Problem details —
Copy each line of the records below, from the first through the one that contains "occupy after finalization.", exactly as written.

Provided information —
use crate::agents::{AgentId, AgentsRegistry};
use crate::geom::{right_vector_from_velocity, right_vector_from_yaw};
use crate::log_additional;
use crate::mobil::LaneSide;
use crate::neighbors::NeighborIndex;
use crate::spline::graph::SplineGraph;
use crate::spline::point::PointId;
use crate::verbose::{EVENT_LANE_CHANGE_ABORT, EVENT_LANE_CHANGE_FINALIZE, EVENT_LANE_CHANGE_START};
use std::collections::HashMap;

/// Reference speed (m/s) at which the base duration applies: 100 km/h.
pub const DURATION_REFERENCE_SPEED: f32 = 27.78;

/// One in-flight lane-change maneuver.
#[derive(Debug, Clone)]
pub struct ActiveLaneChange {
    /// The animating agent.
    pub agent_id: AgentId,
    /// Point the agent occupied when the maneuver started.
    pub source_point: PointId,
    /// Adjacent point the agent will occupy after finalization.
    pub target_point: PointId,
    /// Server time (ms) the maneuver started at.
    pub start_time_ms: i64,
    /// Total trajectory duration (seconds).
    pub duration_s: f32,
    /// Lateral distance between the two lanes (meters).
    pub lane_width: f32,
    /// Whether the maneuver moves toward the left lane.
    pub is_left: bool,
    /// Lateral offset applied in the most recent tick (meters).
    pub lateral_offset: f32,
}

/// Animator parameters derived from the configuration.
#[derive(Debug, Clone, Copy)]
pub struct AnimatorParameters {
    /// Trajectory duration at the reference speed (seconds).
    pub base_duration_s: f32,
    /// Duration floor (seconds).
    pub min_duration_s: f32,
    /// Duration cap (seconds).
    pub max_duration_s: f32,
    /// Lateral lane distance (meters).
    pub lane_width_m: f32,
    /// Emit lane-change events at the main log level.
    pub log_lane_changes: bool,
}

/// Quintic S-curve lateral offset.
///
/// `y(τ) = w · (10τ³ − 15τ⁴ + 6τ⁵)` has zero position, velocity and
/// acceleration at both endpoints, so the overlay blends in and out without
/// a visible jerk.
pub fn quintic_offset(lane_width: f32, tau: f32) -> f32 {
    let t = tau.clamp(0.0, 1.0);
    lane_width * (10.0 * t.powi(3) - 15.0 * t.powi(4) + 6.0 * t.powi(5))
}

/// Scales the base duration by speed: faster vehicles take longer to settle
/// into the adjacent lane. Clamped to `[min, max]`.
pub fn duration_for_speed(params: &AnimatorParameters, speed: f32) -> f32 {
    (params.base_duration_s * speed / DURATION_REFERENCE_SPEED)
        .clamp(params.min_duration_s, params.max_duration_s)
}

/// The table of in-flight lane changes and their per-tick update.
///
/// Uniqueness invariant: at most one `ActiveLaneChange` per agent; `begin`
/// on an already-animating agent is a no-op.
#[derive(Debug)]
pub struct LaneChangeAnimator {
    active: HashMap<AgentId, ActiveLaneChange>,
    params: AnimatorParameters,
}

impl LaneChangeAnimator {
    /// Creates an empty animator with the given parameters.
    pub fn new(params: AnimatorParameters) -> Self {
        Self {
            active: HashMap::new(),
            params,
        }
    }

    /// Whether the agent currently animates a lane change.
    pub fn is_animating(&self, agent_id: AgentId) -> bool {
        self.active.contains_key(&agent_id)
    }

    /// Returns the in-flight maneuver of an agent, if any.
    pub fn get(&self, agent_id: AgentId) -> Option<&ActiveLaneChange> {
        self.active.get(&agent_id)
    }

    /// Number of in-flight maneuvers.
    pub fn len(&self) -> usize {
        self.active.len()
    }

    /// Whether no maneuver is in flight.
    pub fn is_empty(&self) -> bool {
        self.active.is_empty()
    }

    /// Starts animating a lane change for an agent.
    ///
    /// # Arguments
    /// * `source_point` - The agent's current point.
    /// * `target_point` - The accepted adjacent point.
    /// * `side` - Which side the maneuver moves toward.
    /// * `speed` - The agent's current speed, used to scale the duration.
    /// * `now_ms` - Current server time.
    ///
    /// # Returns
    /// The chosen duration in seconds, or `None` when the agent is already
    /// animating.
    pub fn begin(
        &mut self,
        agent_id: AgentId,
        source_point: PointId,
        target_point: PointId,
        side: LaneSide,
        speed: f32,
        now_ms: i64,
    ) -> Option<f32> {
        if self.active.contains_key(&agent_id) {
            return None;
        }
        let duration_s = duration_for_speed(&self.params, speed);
        self.active.insert(
            agent_id,
            ActiveLaneChange {
                agent_id,
                source_point,
                target_point,
                start_time_ms: now_ms,
                duration_s,
                lane_width: self.params.lane_width_m,
                is_left: side == LaneSide::Left,
                lateral_offset: 0.0,
            },
        );
        if self.params.log_lane_changes {
            crate::log_main!(
                EVENT_LANE_CHANGE_START,
                "Lane change started",
                agent_id = agent_id,
                source = source_point,
                target = target_point,
                duration_s = duration_s as f64
            );
        } else {
            log_additional!(
                EVENT_LANE_CHANGE_START,
                "Lane change started",
                agent_id = agent_id,
                source = source_point,
                target = target_point
            );
        }
        Some(duration_s)
    }

    /// Cancels an in-flight maneuver, if any. Used at despawn and shutdown.
    pub fn cancel(&mut self, agent_id: AgentId) -> Option<ActiveLaneChange> {
        self.active.remove(&agent_id)
    }

    /// Drops every in-flight maneuver. The neighbor index is untouched, so
    /// agents simply remain indexed under their source points.
    pub fn clear(&mut self) {
        self.active.clear();
    }

    /// Advances all in-flight maneuvers to `now_ms`.
    ///
    /// Applies the lateral overlay to each agent's position and finalizes
    /// maneuvers whose trajectory completed: atomically leave the source
    /// point, enter the target point, move `current_point`, and reset the
    /// segment progress to the target's arc length. A target point without a
    /// `next` link aborts the finalization (warning logged, entry kept) so
    /// the next tick can retry.
    ///
    /// Entries whose agent is gone or no longer initialized are dropped.
    ///
    /// # Returns
    /// The ids of agents whose maneuver finalized this tick.
    pub fn update(
        &mut self,
        graph: &SplineGraph,
        agents: &mut AgentsRegistry,
        index: &mut NeighborIndex,
        now_ms: i64,
    ) -> Vec<AgentId> {
        // Cleanup before animating: despawned or reset agents lose their entry.
        self.active.retain(|agent_id, _| {
            agents
                .get(agent_id)
                .map(|agent| agent.initialized)
                .unwrap_or(false)
        });

        // Deterministic processing order regardless of map internals.
        let mut ids: Vec<AgentId> = self.active.keys().copied().collect();
        ids.sort_unstable();

        let mut finalized = Vec::new();
        for agent_id in ids {
            let Some(change) = self.active.get_mut(&agent_id) else {
                continue;
            };
            let Some(agent) = agents.get_mut(&agent_id) else {
                continue;
            };
            let elapsed_s = (now_ms - change.start_time_ms) as f32 / 1000.0;
            let tau = (elapsed_s / change.duration_s).clamp(0.0, 1.0);
            let offset = quintic_offset(change.lane_width, tau);

            let right = right_vector_from_velocity(agent.velocity)
                .unwrap_or_else(|| right_vector_from_yaw(agent.heading_yaw));
            let direction = if change.is_left { -1.0 } else { 1.0 };
            // Overlay on top of the host's longitudinal integration: apply
            // only the delta since the previous tick.
            agent.position += right * (direction * (offset - change.lateral_offset));
            change.lateral_offset = offset;

            if tau >= 1.0 {
                let Some(target) = graph
                    .get_point(change.target_point)
                    .filter(|point| point.next_id.is_some())
                else {
                    // Entry stays for a retry next tick.
                    tracing::warn!(
                        event = EVENT_LANE_CHANGE_ABORT,
                        agent_id = agent_id,
                        target = change.target_point,
                        "Lane change finalization aborted: target point unusable"
                    );
                    continue;
                };
                // The agent kept moving forward in its source lane during the
                // animation, so its index entry may sit ahead of the stored
                // source point; purge covers both.
                index.purge_agent(agent_id);
                index.enter(change.target_point, agent_id, agent.current_speed);
                agent.current_point = change.target_point;
                agent.vec_progress = 0.0;
                agent.vec_length = target.length;
                finalized.push(agent_id);
                log_additional!(
                    EVENT_LANE_CHANGE_FINALIZE,
                    "Lane change finalized",
                    agent_id = agent_id,
                    target = change.target_point
                );
            }
        }
        for agent_id in &finalized {
            self.active.remove(agent_id);
        }
        finalized
    }
}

Solved exercise —
use crate::agents::{AgentId, AgentsRegistry};
use crate::geom::{right_vector_from_velocity, right_vector_from_yaw};
use crate::log_additional;
use crate::mobil::LaneSide;
use crate::neighbors::NeighborIndex;
use crate::spline::graph::SplineGraph;
use crate::spline::point::PointId;
use crate::verbose::{EVENT_LANE_CHANGE_ABORT, EVENT_LANE_CHANGE_FINALIZE, EVENT_LANE_CHANGE_START};
use std::collections::HashMap;

/// Reference speed (m/s) at which the base duration applies: 100 km/h.
pub const DURATION_REFERENCE_SPEED: f32 = 27.78;

/// One in-flight lane-change maneuver.
#[derive(Debug, Clone)]
pub struct ActiveLaneChange {
    /// The animating agent.
    pub agent_id: AgentId,
    /// Point the agent occupied when the maneuver started.
    pub source_point: PointId,
    /// Adjacent point the agent will occupy after finalization.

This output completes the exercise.